Wilbur sighed, weaving in and out of the crowd of people, blending in easily with the muted colors he was wearing. He clutched the strap of his guitar tighter when someone brushed against where it hung on his back. That was a decent show, and he managed to slip away before people started coming up to him demanding his attention. All in all, he got a good amount of money, so he was doing great.

A hand shot out and tugged on his sleeve, stopping him from leaving. Wilbur internally groaned, was it some fan? A homeless person just needing some money? Or a drunkard who wanted to annoy him? Either way, Wilbur was too tired for this.

He turned his head and paused, blinking slowly.

That’s a child.

Might be a fan, hell if Wilbur knows, but he’s not in the mood to talk to some strange kid.

“Are you Wilbur Watson?”

For a moment, it seemed like the whole universe stopped. Everyone else was avoiding him as they rushed along, but Wilbur was stood frozen, staring down at this strangely tall teenager who somehow knew the name that Wilbur had tried to forget .

Everything came rushing back to him, and Wilbur once again realized where he was. He cleared his throat, eyes flicking around wildly.

“Yes, why?” The teenager took a deep breath, and then reached into his pocket to pull out a couple papers. He handed them to Wilbur wordlessly.

The older man shuffled through them, getting even more confused when he saw what looked like very official papers, and then stopped at the very last page.

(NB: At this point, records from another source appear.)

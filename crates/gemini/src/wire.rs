//! Request and response models for `generateContent`.

use serde::{Deserialize, Serialize};

/// Sampling settings sent with every request.
#[derive(Debug, Clone, Copy, PartialEq, Serialize)]
#[serde(rename_all = "camelCase")]
pub struct GenerationConfig {
    pub temperature: f32,
    pub max_output_tokens: u32,
}

impl Default for GenerationConfig {
    fn default() -> Self {
        Self {
            temperature: 0.2,
            max_output_tokens: 2048,
        }
    }
}

// -- Request types --

#[derive(Debug, Serialize)]
#[serde(rename_all = "camelCase")]
pub struct GenerateContentRequest<'a> {
    contents: [RequestContent<'a>; 1],
    generation_config: GenerationConfig,
}

#[derive(Debug, Serialize)]
struct RequestContent<'a> {
    parts: [RequestPart<'a>; 1],
}

#[derive(Debug, Serialize)]
struct RequestPart<'a> {
    text: &'a str,
}

impl<'a> GenerateContentRequest<'a> {
    pub fn new(prompt: &'a str, config: GenerationConfig) -> Self {
        Self {
            contents: [RequestContent {
                parts: [RequestPart { text: prompt }],
            }],
            generation_config: config,
        }
    }
}

// -- Response types --

#[derive(Debug, Default, Deserialize)]
#[serde(rename_all = "camelCase")]
pub struct GenerateContentResponse {
    #[serde(default)]
    candidates: Vec<Candidate>,
    prompt_feedback: Option<PromptFeedback>,
}

#[derive(Debug, Deserialize)]
#[serde(rename_all = "camelCase")]
struct Candidate {
    content: Option<CandidateContent>,
    finish_reason: Option<String>,
}

#[derive(Debug, Deserialize)]
struct CandidateContent {
    #[serde(default)]
    parts: Vec<ResponsePart>,
}

#[derive(Debug, Deserialize)]
struct ResponsePart {
    text: Option<String>,
}

#[derive(Debug, Deserialize)]
#[serde(rename_all = "camelCase")]
struct PromptFeedback {
    block_reason: Option<String>,
}

impl GenerateContentResponse {
    /// Text of the first candidate, or the provider's reason for producing none.
    ///
    /// A prompt-level block wins over everything else. A candidate that carries any
    /// non-blank text is usable even when its finish reason reports truncation.
    pub fn into_text(self) -> Result<String, String> {
        if let Some(reason) = self.prompt_feedback.and_then(|f| f.block_reason) {
            return Err(format!("prompt blocked ({reason})"));
        }

        let Some(candidate) = self.candidates.into_iter().next() else {
            return Err("no candidates returned".into());
        };

        let text: String = candidate
            .content
            .map(|c| c.parts.into_iter().filter_map(|p| p.text).collect())
            .unwrap_or_default();

        if text.trim().is_empty() {
            return Err(match candidate.finish_reason {
                Some(reason) => format!("finish reason {reason}"),
                None => "empty completion".into(),
            });
        }

        Ok(text)
    }
}
//! Clinical report contexts.
//!
//! The context selects the prompt template, the canonical field set and the placeholder
//! wording. It is parsed once at the request boundary; everything downstream takes the enum,
//! so an unrecognised context can never reach prompt composition.

use std::fmt;
use std::str::FromStr;

use serde::{Deserialize, Serialize};

use crate::fields::Field;
use crate::{ReportError, ReportResult};

#[derive(Debug, Clone, Copy, PartialEq, Eq, Hash, PartialOrd, Ord, Serialize, Deserialize)]
#[serde(rename_all = "kebab-case")]
pub enum ReportContext {
    #[serde(alias = "urgencias")]
    UrgentCare,
    #[serde(alias = "planta")]
    WardAdmission,
    #[serde(alias = "evolutivo")]
    ProgressNote,
}

/// Text substituted for a segment the model did not produce.
#[derive(Debug, Clone, Copy, PartialEq, Eq)]
pub struct Placeholders {
    pub report: &'static str,
    pub recommendations: &'static str,
    pub keywords: &'static str,
}

/// Language of the placeholder wording, so a degraded response reads like the report.
#[derive(Debug, Clone, Copy, Default, PartialEq, Eq)]
pub enum PlaceholderLanguage {
    #[default]
    Spanish,
    English,
}

impl PlaceholderLanguage {
    /// Pick the wording for a configured report language such as `Spanish` or `English`.
    ///
    /// Anything that is not recognisably English gets the Spanish wording.
    pub fn for_report_language(language: &str) -> Self {
        let language = language.trim().to_ascii_lowercase();
        if language == "en" || language.starts_with("en-") || language.starts_with("english") {
            PlaceholderLanguage::English
        } else {
            PlaceholderLanguage::Spanish
        }
    }
}

impl ReportContext {
    pub const ALL: [ReportContext; 3] = [
        ReportContext::UrgentCare,
        ReportContext::WardAdmission,
        ReportContext::ProgressNote,
    ];

    /// Wire value of the context.
    pub fn as_str(&self) -> &'static str {
        match self {
            ReportContext::UrgentCare => "urgent-care",
            ReportContext::WardAdmission => "ward-admission",
            ReportContext::ProgressNote => "progress-note",
        }
    }

    /// Human-readable name used inside prompts.
    pub fn display_name(&self) -> &'static str {
        match self {
            ReportContext::UrgentCare => "emergency department visit",
            ReportContext::WardAdmission => "ward admission",
            ReportContext::ProgressNote => "ward progress note",
        }
    }

    /// Canonical fields of this context, in serialisation order.
    pub fn fields(&self) -> &'static [Field] {
        match self {
            ReportContext::UrgentCare => &[
                Field::Name,
                Field::Age,
                Field::Sex,
                Field::Pregnancy,
                Field::DateTime,
                Field::ChiefComplaint,
                Field::PresentIllness,
                Field::Background,
                Field::Vitals,
                Field::PhysicalExam,
                Field::TestResults,
                Field::WorkingDiagnosis,
                Field::Plan,
            ],
            ReportContext::WardAdmission => &[
                Field::Name,
                Field::Age,
                Field::Sex,
                Field::DateTime,
                Field::ChiefComplaint,
                Field::PresentIllness,
                Field::Background,
                Field::UsualMedication,
                Field::Vitals,
                Field::PhysicalExam,
                Field::TestResults,
                Field::WorkingDiagnosis,
                Field::Plan,
            ],
            ReportContext::ProgressNote => &[Field::Status, Field::IntervalEvents, Field::Plan],
        }
    }

    /// Placeholders in the default report language.
    pub fn placeholders(&self) -> Placeholders {
        self.placeholders_in(PlaceholderLanguage::default())
    }

    pub fn placeholders_in(&self, language: PlaceholderLanguage) -> Placeholders {
        match (language, self) {
            (PlaceholderLanguage::Spanish, ReportContext::UrgentCare) => Placeholders {
                report: "No se pudo generar el informe de urgencias.",
                recommendations: "No se pudieron generar las recomendaciones al alta.",
                keywords: "No se pudieron generar las palabras clave.",
            },
            (PlaceholderLanguage::Spanish, ReportContext::WardAdmission) => Placeholders {
                report: "No se pudo generar el informe de ingreso.",
                recommendations: "No se pudo generar el plan de ingreso.",
                keywords: "No se pudieron generar las palabras clave.",
            },
            (PlaceholderLanguage::Spanish, ReportContext::ProgressNote) => Placeholders {
                report: "No se pudo generar el evolutivo.",
                recommendations: "No se pudo generar el plan.",
                keywords: "No se pudieron generar las palabras clave.",
            },
            (PlaceholderLanguage::English, ReportContext::UrgentCare) => Placeholders {
                report: "The emergency report could not be generated.",
                recommendations: "Discharge recommendations could not be generated.",
                keywords: "Keywords could not be generated.",
            },
            (PlaceholderLanguage::English, ReportContext::WardAdmission) => Placeholders {
                report: "The admission report could not be generated.",
                recommendations: "The admission plan could not be generated.",
                keywords: "Keywords could not be generated.",
            },
            (PlaceholderLanguage::English, ReportContext::ProgressNote) => Placeholders {
                report: "The progress note could not be generated.",
                recommendations: "The plan could not be generated.",
                keywords: "Keywords could not be generated.",
            },
        }
    }
}

impl fmt::Display for ReportContext {
    fn fmt(&self, f: &mut fmt::Formatter<'_>) -> fmt::Result {
        f.write_str(self.as_str())
    }
}

impl FromStr for ReportContext {
    type Err = ReportError;

    /// Parse a context value, accepting the legacy form values as aliases.
    ///
    /// Matching ignores case and treats `_` like `-`.
    fn from_str(s: &str) -> ReportResult<Self> {
        let key = s.trim().to_ascii_lowercase().replace('_', "-");
        match key.as_str() {
            "urgent-care" | "urgencias" => Ok(ReportContext::UrgentCare),
            "ward-admission" | "planta" => Ok(ReportContext::WardAdmission),
            "progress-note" | "evolutivo" => Ok(ReportContext::ProgressNote),
            _ => Err(ReportError::UnknownContext(s.to_string())),
        }
    }
}

#[cfg(test)]
mod tests {
    use super::*;

    #[test]
    fn test_from_str_accepts_canonical_and_legacy_values() {
        assert_eq!("urgent-care".parse::<ReportContext>().unwrap(), ReportContext::UrgentCare);
        assert_eq!("Ward_Admission".parse::<ReportContext>().unwrap(), ReportContext::WardAdmission);
        assert_eq!(" evolutivo ".parse::<ReportContext>().unwrap(), ReportContext::ProgressNote);
        assert_eq!("planta".parse::<ReportContext>().unwrap(), ReportContext::WardAdmission);
    }

    #[test]
    fn test_from_str_rejects_unknown_value() {
        let err = "unknown".parse::<ReportContext>().expect_err("should reject");
        assert!(matches!(err, ReportError::UnknownContext(v) if v == "unknown"));
        assert!("".parse::<ReportContext>().is_err());
    }

    #[test]
    fn test_as_str_round_trips_through_from_str() {
        for context in ReportContext::ALL {
            assert_eq!(context.as_str().parse::<ReportContext>().unwrap(), context);
        }
    }

    #[test]
    fn test_serde_uses_kebab_case_with_legacy_aliases() {
        let json = serde_json::to_string(&ReportContext::ProgressNote).unwrap();
        assert_eq!(json, "\"progress-note\"");
        let legacy: ReportContext = serde_json::from_str("\"urgencias\"").unwrap();
        assert_eq!(legacy, ReportContext::UrgentCare);
    }

    #[test]
    fn test_progress_note_has_no_demographics() {
        let fields = ReportContext::ProgressNote.fields();
        assert!(!fields.contains(&Field::Name));
        assert!(!fields.contains(&Field::Age));
        assert_eq!(fields, &[Field::Status, Field::IntervalEvents, Field::Plan]);
    }

    #[test]
    fn test_placeholders_are_non_empty_and_context_specific() {
        for context in ReportContext::ALL {
            for language in [PlaceholderLanguage::Spanish, PlaceholderLanguage::English] {
                let p = context.placeholders_in(language);
                assert!(!p.report.trim().is_empty());
                assert!(!p.recommendations.trim().is_empty());
                assert!(!p.keywords.trim().is_empty());
            }
        }
        assert_ne!(
            ReportContext::UrgentCare.placeholders().report,
            ReportContext::ProgressNote.placeholders().report
        );
    }

    #[test]
    fn test_default_placeholders_are_spanish() {
        let p = ReportContext::UrgentCare.placeholders();
        assert_eq!(p.report, "No se pudo generar el informe de urgencias.");
        assert_eq!(p, ReportContext::UrgentCare.placeholders_in(PlaceholderLanguage::Spanish));
    }

    #[test]
    fn test_placeholder_language_follows_report_language() {
        for (language, expected) in [
            ("Spanish", PlaceholderLanguage::Spanish),
            ("español", PlaceholderLanguage::Spanish),
            ("English", PlaceholderLanguage::English),
            (" english (UK) ", PlaceholderLanguage::English),
            ("en-GB", PlaceholderLanguage::English),
            ("Catalan", PlaceholderLanguage::Spanish),
        ] {
            assert_eq!(PlaceholderLanguage::for_report_language(language), expected, "{language}");
        }
        let english = ReportContext::ProgressNote.placeholders_in(PlaceholderLanguage::English);
        assert_eq!(english.report, "The progress note could not be generated.");
    }
}
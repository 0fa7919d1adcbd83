//! # API Shared
//!
//! Shared utilities and definitions for Axiom APIs.
//!
//! Contains:
//! - JSON request/response types with OpenAPI schemas (`dto` module)
//! - Shared services like `HealthService`
//!
//! Used by `api-rest` and the `axiom` CLI so every surface emits the same shapes.

pub mod dto;
pub mod health;

pub use dto::{ErrorBody, ErrorDetail, GenerateReportReq, GenerateReportRes, HealthRes};
pub use health::HealthService;
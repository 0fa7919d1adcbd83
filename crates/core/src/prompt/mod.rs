//! Prompt composition.
//!
//! A prompt is built from four parts, always in this order:
//! - a role and task statement specific to the [`ReportContext`]
//! - the invariant rule blocks from [`rules`]
//! - the output language instruction
//! - the serialised patient data
//!
//! Only fields that are present are serialised. Absent fields leave no trace in the prompt,
//! so the model has nothing to echo back about them.

pub mod rules;

use std::fmt;

use crate::context::ReportContext;
use crate::fields::{Field, PatientFields};

/// A fully composed prompt, ready to send to a model.
#[derive(Debug, Clone, PartialEq, Eq)]
pub struct PromptText(String);

impl PromptText {
    pub fn as_str(&self) -> &str {
        &self.0
    }

    pub fn len(&self) -> usize {
        self.0.len()
    }

    pub fn is_empty(&self) -> bool {
        self.0.is_empty()
    }
}

impl fmt::Display for PromptText {
    fn fmt(&self, f: &mut fmt::Formatter<'_>) -> fmt::Result {
        f.write_str(&self.0)
    }
}

impl AsRef<str> for PromptText {
    fn as_ref(&self) -> &str {
        &self.0
    }
}

type Serializer = fn(&PatientFields) -> String;

/// Static per-context template.
struct ContextTemplate {
    role: &'static str,
    task: &'static str,
    serialize: Serializer,
}

const URGENT_CARE: ContextTemplate = ContextTemplate {
    role: "You are an emergency physician writing the clinical report of an emergency \
department visit.",
    task: "Write the emergency report from the patient data below, followed by the discharge \
recommendations and the keywords.",
    serialize: serialize_labeled,
};

const WARD_ADMISSION: ContextTemplate = ContextTemplate {
    role: "You are a hospital ward physician writing the admission report of a patient \
admitted to the ward.",
    task: "Write the admission report from the patient data below, followed by the admission \
plan and the keywords.",
    serialize: serialize_labeled,
};

const PROGRESS_NOTE: ContextTemplate = ContextTemplate {
    role: "You are a hospital ward physician writing the daily progress note of an inpatient.",
    task: "Write a brief progress note from the clinical information below, followed by the \
plan and the keywords.",
    serialize: serialize_progress_prose,
};

fn template_for(context: ReportContext) -> &'static ContextTemplate {
    match context {
        ReportContext::UrgentCare => &URGENT_CARE,
        ReportContext::WardAdmission => &WARD_ADMISSION,
        ReportContext::ProgressNote => &PROGRESS_NOTE,
    }
}

const PROGRESS_SCOPE_NOTE: &str = "Only the details above were supplied; do not mention or \
speculate about any other aspect of the patient's course.";

/// Builds prompts for every report context.
#[derive(Debug, Clone)]
pub struct PromptComposer {
    language: String,
}

impl PromptComposer {
    /// Create a composer that instructs the model to answer in `language`.
    pub fn new(language: impl Into<String>) -> Self {
        Self {
            language: language.into(),
        }
    }

    /// Compose the prompt for `context` from normalised patient fields.
    ///
    /// Composition is total: every context has a template, and an empty field set still
    /// yields a well-formed prompt.
    pub fn compose(&self, context: ReportContext, fields: &PatientFields) -> PromptText {
        let template = template_for(context);

        let mut sections: Vec<String> = Vec::with_capacity(7);
        sections.push(template.role.to_string());
        sections.push(template.task.to_string());
        sections.extend(rules::RULE_BLOCKS.iter().map(|block| block.text.to_string()));
        sections.push(format!(
            "Write the entire response in {}.",
            self.language.trim()
        ));

        let data = (template.serialize)(fields);
        if !data.is_empty() {
            sections.push(data);
        }

        PromptText(sections.join("\n\n"))
    }
}

/// Labeled block used by the urgent care and ward admission templates.
fn serialize_labeled(fields: &PatientFields) -> String {
    if fields.is_empty() {
        return String::new();
    }

    let mut out = String::from("PATIENT DATA (use only these values):");
    for (field, value) in fields.iter() {
        out.push_str("\n- ");
        out.push_str(field.label());
        out.push_str(": ");
        out.push_str(value.as_str());
    }
    out
}

/// Prose paragraph used by the progress note template.
///
/// Demographics are never included, even if present in the field set.
fn serialize_progress_prose(fields: &PatientFields) -> String {
    const SENTENCES: [(Field, &str); 3] = [
        (Field::Status, "The patient's current status is:"),
        (Field::IntervalEvents, "Relevant events since the last note:"),
        (Field::Plan, "The plan for the day is:"),
    ];

    let mut sentences = Vec::new();
    let mut any_absent = false;
    for (field, lead) in SENTENCES {
        match fields.get(field) {
            Some(value) => sentences.push(format!("{lead} {}", close_sentence(value.as_str()))),
            None => any_absent = true,
        }
    }

    if sentences.is_empty() {
        return String::new();
    }

    let mut out = String::from("CLINICAL INFORMATION:\n");
    out.push_str(&sentences.join(" "));
    if any_absent {
        out.push(' ');
        out.push_str(PROGRESS_SCOPE_NOTE);
    }
    out
}

fn close_sentence(value: &str) -> String {
    let value = value.trim();
    if value.ends_with(['.', '!', '?']) {
        value.to_string()
    } else {
        format!("{value}.")
    }
}
//! JSON bodies exchanged over the REST API.

use std::collections::BTreeMap;

use axiom_core::ParsedResult;
use serde::{Deserialize, Serialize};
use utoipa::ToSchema;

#[derive(Debug, Clone, PartialEq, Eq, Serialize, Deserialize, ToSchema)]
pub struct HealthRes {
    pub ok: bool,
    pub message: String,
}

/// Report generation request, documentation shape.
///
/// The handler accepts the raw JSON so that legacy bodies wrapped in `incomingData` and
/// numeric field values are also handled. This type only describes the preferred form.
#[derive(Debug, Clone, Serialize, Deserialize, ToSchema)]
pub struct GenerateReportReq {
    /// One of `urgent-care`, `ward-admission`, `progress-note` (legacy values
    /// `urgencias`, `planta`, `evolutivo` are also accepted).
    #[schema(example = "urgent-care")]
    pub context: String,
    /// Raw form fields, e.g. `urg-age`, `urg-chief-complaint`.
    #[serde(flatten)]
    pub fields: BTreeMap<String, String>,
}

#[derive(Debug, Clone, PartialEq, Eq, Serialize, Deserialize, ToSchema)]
pub struct GenerateReportRes {
    pub report: String,
    pub recommendations: String,
    pub keywords: String,
}

impl From<ParsedResult> for GenerateReportRes {
    fn from(parsed: ParsedResult) -> Self {
        Self {
            report: parsed.report,
            recommendations: parsed.recommendations,
            keywords: parsed.keywords,
        }
    }
}

/// Structured error response body.
#[derive(Debug, Clone, Serialize, Deserialize, ToSchema)]
pub struct ErrorBody {
    pub error: ErrorDetail,
}

#[derive(Debug, Clone, Serialize, Deserialize, ToSchema)]
pub struct ErrorDetail {
    #[schema(example = "UPSTREAM_UNAVAILABLE")]
    pub code: String,
    pub message: String,
    #[serde(skip_serializing_if = "Option::is_none")]
    pub detail: Option<String>,
}

#[cfg(test)]
mod tests {
    use super::*;
    use serde_json::json;

    #[test]
    fn test_error_body_omits_empty_detail() {
        let body = ErrorBody {
            error: ErrorDetail {
                code: "BAD_REQUEST".into(),
                message: "bad".into(),
                detail: None,
            },
        };
        assert_eq!(
            serde_json::to_value(&body).unwrap(),
            json!({"error": {"code": "BAD_REQUEST", "message": "bad"}})
        );
    }

    #[test]
    fn test_generate_request_flattens_fields() {
        let req: GenerateReportReq =
            serde_json::from_value(json!({"context": "urgent-care", "urg-age": "45"})).unwrap();
        assert_eq!(req.context, "urgent-care");
        assert_eq!(req.fields["urg-age"], "45");
    }
}
//! Core runtime configuration.
//!
//! Configuration is resolved once at process startup and then passed into services. Request
//! handling never reads process-wide environment variables.
//!
//! The `*_from_env_value` helpers take the raw `Option<String>` so they can be tested without
//! mutating the environment. [`StartupConfig::from_lookup`] ties them together for binaries.

use std::path::PathBuf;
use std::sync::Arc;
use std::time::Duration;

use gemini::GeminiClient;

use crate::constants::{
    DEFAULT_FALLBACK_MODEL, DEFAULT_MAX_OUTPUT_TOKENS, DEFAULT_PRIMARY_MODEL,
    DEFAULT_REPORT_LANGUAGE, DEFAULT_REST_ADDR, DEFAULT_TEMPERATURE,
    DEFAULT_UPSTREAM_TIMEOUT_SECS,
};
use crate::fields::FieldAliases;
use crate::generation::{GenerationConfig, ModelChain};
use crate::{ReportError, ReportResult};

pub const ENV_API_KEY: &str = "GOOGLE_API_KEY";
pub const ENV_REST_ADDR: &str = "AXIOM_REST_ADDR";
pub const ENV_PRIMARY_MODEL: &str = "AXIOM_PRIMARY_MODEL";
pub const ENV_FALLBACK_MODEL: &str = "AXIOM_FALLBACK_MODEL";
pub const ENV_TEMPERATURE: &str = "AXIOM_TEMPERATURE";
pub const ENV_MAX_OUTPUT_TOKENS: &str = "AXIOM_MAX_OUTPUT_TOKENS";
pub const ENV_REPORT_LANGUAGE: &str = "AXIOM_REPORT_LANGUAGE";
pub const ENV_FIELD_ALIASES: &str = "AXIOM_FIELD_ALIASES";
pub const ENV_GEMINI_ENDPOINT: &str = "AXIOM_GEMINI_ENDPOINT";
pub const ENV_UPSTREAM_TIMEOUT_SECS: &str = "AXIOM_UPSTREAM_TIMEOUT_SECS";

/// Core configuration resolved at startup.
#[derive(Clone, Debug)]
pub struct CoreConfig {
    models: ModelChain,
    generation: GenerationConfig,
    report_language: String,
    aliases: FieldAliases,
}

impl CoreConfig {
    /// Create a new `CoreConfig`.
    ///
    /// # Errors
    ///
    /// Returns `ReportError::Configuration` if the report language is blank, the temperature
    /// is outside `0.0..=1.0`, or the output token bound is zero.
    pub fn new(
        models: ModelChain,
        generation: GenerationConfig,
        report_language: String,
        aliases: FieldAliases,
    ) -> ReportResult<Self> {
        let report_language = report_language.trim().to_string();
        if report_language.is_empty() {
            return Err(ReportError::Configuration(
                "report language cannot be empty".into(),
            ));
        }
        if !(0.0..=1.0).contains(&generation.temperature) {
            return Err(ReportError::Configuration(format!(
                "temperature must be between 0.0 and 1.0, got {}",
                generation.temperature
            )));
        }
        if generation.max_output_tokens == 0 {
            return Err(ReportError::Configuration(
                "max output tokens must be greater than zero".into(),
            ));
        }

        Ok(Self {
            models,
            generation,
            report_language,
            aliases,
        })
    }

    pub fn models(&self) -> &ModelChain {
        &self.models
    }

    pub fn generation(&self) -> GenerationConfig {
        self.generation
    }

    pub fn report_language(&self) -> &str {
        &self.report_language
    }

    pub fn aliases(&self) -> &FieldAliases {
        &self.aliases
    }
}

impl Default for CoreConfig {
    fn default() -> Self {
        Self {
            models: ModelChain::default(),
            generation: GenerationConfig {
                temperature: DEFAULT_TEMPERATURE,
                max_output_tokens: DEFAULT_MAX_OUTPUT_TOKENS,
            },
            report_language: DEFAULT_REPORT_LANGUAGE.to_string(),
            aliases: FieldAliases::default(),
        }
    }
}

/// Connection settings for the generation endpoint.
#[derive(Clone)]
pub struct UpstreamConfig {
    api_key: String,
    endpoint: Option<String>,
    timeout: Duration,
}

impl std::fmt::Debug for UpstreamConfig {
    fn fmt(&self, f: &mut std::fmt::Formatter<'_>) -> std::fmt::Result {
        f.debug_struct("UpstreamConfig")
            .field("api_key", &"<redacted>")
            .field("endpoint", &self.endpoint)
            .field("timeout", &self.timeout)
            .finish()
    }
}

impl UpstreamConfig {
    pub fn new(api_key: String, endpoint: Option<String>, timeout: Duration) -> Self {
        Self {
            api_key,
            endpoint,
            timeout,
        }
    }

    /// Build the HTTP client for the generation endpoint.
    ///
    /// # Errors
    ///
    /// Returns `ReportError::Configuration` if the key cannot be sent as a header, the endpoint
    /// is not a valid http(s) URL, or the client cannot be constructed.
    pub fn build_client(&self) -> ReportResult<Arc<GeminiClient>> {
        let endpoint = self.endpoint.as_deref().unwrap_or(gemini::DEFAULT_ENDPOINT);
        GeminiClient::with_endpoint(&self.api_key, endpoint, self.timeout)
            .map(Arc::new)
            .map_err(|e| ReportError::Configuration(e.to_string()))
    }
}

/// Everything a binary needs to start serving.
#[derive(Clone, Debug)]
pub struct StartupConfig {
    pub core: CoreConfig,
    pub upstream: UpstreamConfig,
    pub rest_addr: String,
}

impl StartupConfig {
    /// Resolve configuration through `lookup`, typically `|k| std::env::var(k).ok()`.
    ///
    /// # Errors
    ///
    /// Returns the first invalid or missing value as a `ReportError`.
    pub fn from_lookup(lookup: impl Fn(&str) -> Option<String>) -> ReportResult<Self> {
        let api_key = api_key_from_env_value(lookup(ENV_API_KEY))?;
        let models = ModelChain::new(
            model_from_env_value(lookup(ENV_PRIMARY_MODEL), DEFAULT_PRIMARY_MODEL),
            Some(model_from_env_value(
                lookup(ENV_FALLBACK_MODEL),
                DEFAULT_FALLBACK_MODEL,
            )),
        )?;
        let generation = GenerationConfig {
            temperature: temperature_from_env_value(lookup(ENV_TEMPERATURE))?,
            max_output_tokens: max_output_tokens_from_env_value(lookup(ENV_MAX_OUTPUT_TOKENS))?,
        };
        let report_language = non_empty(lookup(ENV_REPORT_LANGUAGE))
            .unwrap_or_else(|| DEFAULT_REPORT_LANGUAGE.to_string());
        let aliases = match field_aliases_path_from_env_value(lookup(ENV_FIELD_ALIASES)) {
            Some(path) => FieldAliases::from_yaml_file(&path)?,
            None => FieldAliases::default(),
        };

        let core = CoreConfig::new(models, generation, report_language, aliases)?;
        let upstream = UpstreamConfig::new(
            api_key,
            non_empty(lookup(ENV_GEMINI_ENDPOINT)),
            timeout_from_env_value(lookup(ENV_UPSTREAM_TIMEOUT_SECS))?,
        );
        let rest_addr =
            non_empty(lookup(ENV_REST_ADDR)).unwrap_or_else(|| DEFAULT_REST_ADDR.to_string());

        Ok(Self {
            core,
            upstream,
            rest_addr,
        })
    }
}

fn non_empty(value: Option<String>) -> Option<String> {
    value
        .map(|v| v.trim().to_string())
        .filter(|v| !v.is_empty())
}

/// The generation credential is mandatory; absence aborts startup.
pub fn api_key_from_env_value(value: Option<String>) -> ReportResult<String> {
    non_empty(value)
        .ok_or_else(|| ReportError::Configuration(format!("{ENV_API_KEY} must be set")))
}

/// Model identifier, or `default` when unset or blank.
pub fn model_from_env_value(value: Option<String>, default: &str) -> String {
    non_empty(value).unwrap_or_else(|| default.to_string())
}

/// Parse the sampling temperature. Unset means the default.
pub fn temperature_from_env_value(value: Option<String>) -> ReportResult<f32> {
    let Some(value) = non_empty(value) else {
        return Ok(DEFAULT_TEMPERATURE);
    };
    let parsed: f32 = value.parse().map_err(|_| {
        ReportError::Configuration(format!("{ENV_TEMPERATURE} must be a number, got '{value}'"))
    })?;
    if !(0.0..=1.0).contains(&parsed) {
        return Err(ReportError::Configuration(format!(
            "{ENV_TEMPERATURE} must be between 0.0 and 1.0, got {parsed}"
        )));
    }
    Ok(parsed)
}

pub fn max_output_tokens_from_env_value(value: Option<String>) -> ReportResult<u32> {
    let Some(value) = non_empty(value) else {
        return Ok(DEFAULT_MAX_OUTPUT_TOKENS);
    };
    match value.parse::<u32>() {
        Ok(tokens) if tokens > 0 => Ok(tokens),
        _ => Err(ReportError::Configuration(format!(
            "{ENV_MAX_OUTPUT_TOKENS} must be a positive integer, got '{value}'"
        ))),
    }
}

pub fn timeout_from_env_value(value: Option<String>) -> ReportResult<Duration> {
    let Some(value) = non_empty(value) else {
        return Ok(Duration::from_secs(DEFAULT_UPSTREAM_TIMEOUT_SECS));
    };
    match value.parse::<u64>() {
        Ok(secs) if secs > 0 => Ok(Duration::from_secs(secs)),
        _ => Err(ReportError::Configuration(format!(
            "{ENV_UPSTREAM_TIMEOUT_SECS} must be a positive integer, got '{value}'"
        ))),
    }
}

/// Path of an alias override file, if one is configured.
pub fn field_aliases_path_from_env_value(value: Option<String>) -> Option<PathBuf> {
    non_empty(value).map(PathBuf::from)
}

He recognized that writing, grew up with it all his life. Question is, why does this weird kid have something written by Phil?

If he wasn't already confused, then he was even more now when he looked at the word at the very top; Will of Phil Watson

And just like that Wilbur’s heart dropped like a wine glass on a hardwood floor.

“Wow big man, I think you need to sit down before you collapse.” The teenager maneuvered them both to a nearby bench, Wilbur too terrified to resist.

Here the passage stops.